(Saved entries)
BEGIN

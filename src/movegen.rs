use crate::board::Board;
use crate::piece::{Color, Piece, PieceKind};
use crate::square::{Direction, Square};

const KNIGHT_MOVES: [(i32, i32); 8] = [
    (2, 1), (2, -1), (-2, 1), (-2, -1),
    (1, 2), (1, -2), (-1, 2), (-1, -2),
];

const KING_MOVES: [(i32, i32); 8] = [
    (-1, -1), (-1, 0), (-1, 1),
    (0, -1), (0, 1),
    (1, -1), (1, 0), (1, 1),
];

impl Piece {
    /// Pseudo-legal destinations from `origin`: movement shape, blocking and
    /// friendly occupancy are respected, king safety is not.
    pub fn possible_moves(&self, origin: Square, board: &Board) -> Vec<Square> {
        match self.kind {
            PieceKind::Pawn => pawn_moves(self.color, origin, board),
            PieceKind::Rook => sliding_moves(self.color, origin, board, &Direction::ORTHOGONAL),
            PieceKind::Bishop => sliding_moves(self.color, origin, board, &Direction::DIAGONAL),
            PieceKind::Queen => sliding_moves(self.color, origin, board, &Direction::ALL),
            PieceKind::Knight => step_moves(self.color, origin, board, &KNIGHT_MOVES),
            PieceKind::King => step_moves(self.color, origin, board, &KING_MOVES),
        }
    }
}

impl Board {
    /// Pseudo-legal destinations of whatever stands on `origin`; empty if nothing does.
    pub fn possible_moves(&self, origin: Square) -> Vec<Square> {
        match self.piece_at(origin) {
            Some(piece) => piece.possible_moves(origin, self),
            None => Vec::new(),
        }
    }
}

fn starting_rank(color: Color) -> u8 {
    match color {
        Color::White => 2,
        Color::Black => 7,
    }
}

fn pawn_moves(color: Color, origin: Square, board: &Board) -> Vec<Square> {
    let mut moves = Vec::new();

    // Pushes never capture
    if let Some(one) = origin.relative_neighbor(Direction::Forward, color) {
        if !board.is_occupied(one) {
            moves.push(one);
            if origin.rank() == starting_rank(color) {
                if let Some(two) = one.relative_neighbor(Direction::Forward, color) {
                    if !board.is_occupied(two) {
                        moves.push(two);
                    }
                }
            }
        }
    }

    // Diagonals only when there is something to take
    for direction in [Direction::ForwardLeft, Direction::ForwardRight] {
        if let Some(target) = origin.relative_neighbor(direction, color) {
            if matches!(board.piece_at(target), Some(piece) if piece.color != color) {
                moves.push(target);
            }
        }
    }

    moves
}

fn sliding_moves(color: Color, origin: Square, board: &Board, directions: &[Direction]) -> Vec<Square> {
    let mut moves = Vec::new();
    for &direction in directions {
        let mut current = origin;
        while let Some(target) = current.neighbor(direction) {
            match board.piece_at(target) {
                None => moves.push(target),
                Some(piece) => {
                    if piece.color != color {
                        moves.push(target);
                    }
                    break;
                }
            }
            current = target;
        }
    }
    moves
}

fn step_moves(color: Color, origin: Square, board: &Board, offsets: &[(i32, i32)]) -> Vec<Square> {
    offsets
        .iter()
        .filter_map(|&(df, dr)| origin.offset(df, dr))
        .filter(|&target| !matches!(board.piece_at(target), Some(piece) if piece.color == color))
        .collect()
}

#[cfg(test)]
mod tests {
    use super::*;

    fn sq(key: &str) -> Square {
        key.parse().unwrap()
    }

    fn keys(mut moves: Vec<Square>) -> Vec<String> {
        moves.sort();
        moves.into_iter().map(|s| s.key()).collect()
    }

    fn lone(color: Color, kind: PieceKind, at: &str) -> Board {
        Board::from_pieces([(sq(at), Piece::new(color, kind))]).unwrap()
    }

    #[test]
    fn test_sliding_counts_on_empty_board() {
        let d4 = sq("D4");
        assert_eq!(lone(Color::White, PieceKind::Rook, "D4").possible_moves(d4).len(), 14);
        assert_eq!(lone(Color::White, PieceKind::Bishop, "D4").possible_moves(d4).len(), 13);
        assert_eq!(lone(Color::Black, PieceKind::Queen, "D4").possible_moves(d4).len(), 27);
    }

    #[test]
    fn test_knight_counts_on_empty_board() {
        let corner = lone(Color::White, PieceKind::Knight, "A1");
        assert_eq!(keys(corner.possible_moves(sq("A1"))), vec!["B3", "C2"]);
        let centre = lone(Color::Black, PieceKind::Knight, "E5");
        assert_eq!(centre.possible_moves(sq("E5")).len(), 8);
    }

    #[test]
    fn test_king_counts_on_empty_board() {
        assert_eq!(lone(Color::White, PieceKind::King, "A1").possible_moves(sq("A1")).len(), 3);
        assert_eq!(lone(Color::White, PieceKind::King, "E4").possible_moves(sq("E4")).len(), 8);
        assert_eq!(lone(Color::Black, PieceKind::King, "H5").possible_moves(sq("H5")).len(), 5);
    }

    #[test]
    fn test_start_position() {
        let board = Board::new();
        assert_eq!(keys(board.possible_moves(sq("E2"))), vec!["E3", "E4"]);
        assert_eq!(keys(board.possible_moves(sq("D7"))), vec!["D5", "D6"]);
        assert!(board.possible_moves(sq("A1")).is_empty());
        assert!(board.possible_moves(sq("D1")).is_empty());
        assert_eq!(keys(board.possible_moves(sq("B1"))), vec!["A3", "C3"]);
        assert_eq!(keys(board.possible_moves(sq("G8"))), vec!["F6", "H6"]);
        assert!(board.possible_moves(sq("E4")).is_empty());
    }

    #[test]
    fn test_pawn_blocked_and_captures() {
        let white_pawn = Piece::new(Color::White, PieceKind::Pawn);
        let black_pawn = Piece::new(Color::Black, PieceKind::Pawn);
        let board = Board::from_pieces([
            (sq("E2"), white_pawn),
            (sq("E4"), black_pawn),
            (sq("D3"), black_pawn),
            (sq("F3"), Piece::new(Color::White, PieceKind::Knight)),
        ])
        .unwrap();
        // Double step blocked on E4, F3 is friendly, D3 capturable
        assert_eq!(keys(board.possible_moves(sq("E2"))), vec!["D3", "E3"]);

        let board = Board::from_pieces([(sq("E2"), white_pawn), (sq("E3"), black_pawn)]).unwrap();
        assert!(board.possible_moves(sq("E2")).is_empty());
    }

    #[test]
    fn test_black_pawn_moves_down_the_board() {
        let board = Board::from_pieces([
            (sq("C5"), Piece::new(Color::Black, PieceKind::Pawn)),
            (sq("B4"), Piece::new(Color::White, PieceKind::Rook)),
            (sq("D6"), Piece::new(Color::White, PieceKind::Rook)),
        ])
        .unwrap();
        assert_eq!(keys(board.possible_moves(sq("C5"))), vec!["B4", "C4"]);
    }

    #[test]
    fn test_sliders_stop_per_direction() {
        let board = Board::from_pieces([
            (sq("D4"), Piece::new(Color::White, PieceKind::Rook)),
            (sq("D6"), Piece::new(Color::Black, PieceKind::Knight)),
            (sq("F4"), Piece::new(Color::White, PieceKind::Pawn)),
        ])
        .unwrap();
        let moves = keys(board.possible_moves(sq("D4")));
        assert_eq!(
            moves,
            vec!["A4", "B4", "C4", "D1", "D2", "D3", "D5", "D6", "E4"]
        );
    }

    #[test]
    fn test_friendly_squares_never_offered() {
        let board = Board::new();
        for (origin, piece) in board.pieces() {
            for target in board.possible_moves(origin) {
                let occupant = board.piece_at(target);
                assert!(
                    occupant.map_or(true, |other| other.color != piece.color),
                    "{piece} on {origin} offered friendly square {target}"
                );
            }
        }
    }

    #[test]
    fn test_knight_captures_but_not_own() {
        let board = Board::from_pieces([
            (sq("A1"), Piece::new(Color::White, PieceKind::Knight)),
            (sq("B3"), Piece::new(Color::Black, PieceKind::Bishop)),
            (sq("C2"), Piece::new(Color::White, PieceKind::Pawn)),
        ])
        .unwrap();
        assert_eq!(keys(board.possible_moves(sq("A1"))), vec!["B3"]);
    }
}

END

ASSIGNMENT - When the word "legal" shows up in a line of the entries, pull that line out.

WORKED SOLUTION -
    /// Pseudo-legal destinations from `origin`: movement shape, blocking and
    /// Pseudo-legal destinations of whatever stands on `origin`; empty if nothing does.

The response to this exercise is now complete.